Trim levels and standard equipment
Mercedes-Benz has a fondness for confusing trim structures, so you might have to bear with us on this one. The entry-level car is the SE and it actually comes with a very good level of standard kit.
Aside from all the infotainment and safety kit mentioned earlier, you get alloy wheels, cruise control, four powered windows, part-leather-effect upholstery, a leather steering wheel, heated front seats, keyless go, a reversing camera and single-zone climate control. Upgrading to Sport trim adds two-zone climate, LED headlamps and a chrome strip actress your radiator grille, but that’s about it, although it adds plenty to the car’s price.
AMG Line trim adds a more comprehensive range off sporty styling upgrades, along with privacy glass and sports seats. Then there are Sport Executive and AMG Line Executive trims, which take their respective trims and add front- and rear parking sensors and a system that helps steer you into parallel parking spaces, along with upgraded infotainment kit.
AMG Line Premium upgrades you infotainment further and adds 64-colour ambient lighting, while the ludicrously named AMG Line Premium Plus trim adds an electric panoramic roof and electric front seats.
On the inside
How much does it cost to run
Prices, versions and specification
Ask the heycar experts: common questions
What does 4MATIC mean?
Put simply it's the name that Mercedes-Benz uses to show that a car has all-wheel drive.
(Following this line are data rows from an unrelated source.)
//! Likeness Core - identity types and pure identity logic.
//!
//! This crate holds everything about identity resolution that does not need
//! a database or a network. It is shared by:
//! - `likeness-identity` - the engine (storage, DNS classification, services)
//! - `likeness-cli` - operator commands built on top of the engine
//!
//! # Architecture
//!
//! No I/O lives here. Normalization, fingerprinting and credential-set
//! predicates are plain functions so they can be exercised anywhere,
//! including inside a database transaction or a test without a runtime.
//!
//! # Modules
//!
//! - [`types`] - Ids, emails, credentials, users and password records
//! - [`normalize`] - Canonical email forms and fingerprints
//! - [`predicates`] - Questions about an account's credential set
//! - [`validation`] - Field-level violation lists

#![cfg_attr(not(test), forbid(unsafe_code))]

pub mod normalize;
pub mod predicates;
pub mod types;
pub mod validation;

pub use normalize::{CanonicalEmail, Fingerprint};
pub use types::*;
pub use validation::{Violation, Violations};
What engine size is the Mercedes-Benz A-Class A200?
In petrol form, the A200 is a 1.3-litre, as a diesel the A200d is a 2.0-litre.
Which is the best Mercedes-Benz A-Class?
The entry-level engine, the A180d diesel is the one to go for. In terms of trim, entry-level SE trim gives you everything you really need, including climate control, cruise control, part-leather upholstery, built-in sat-nav and a clever infotainment system.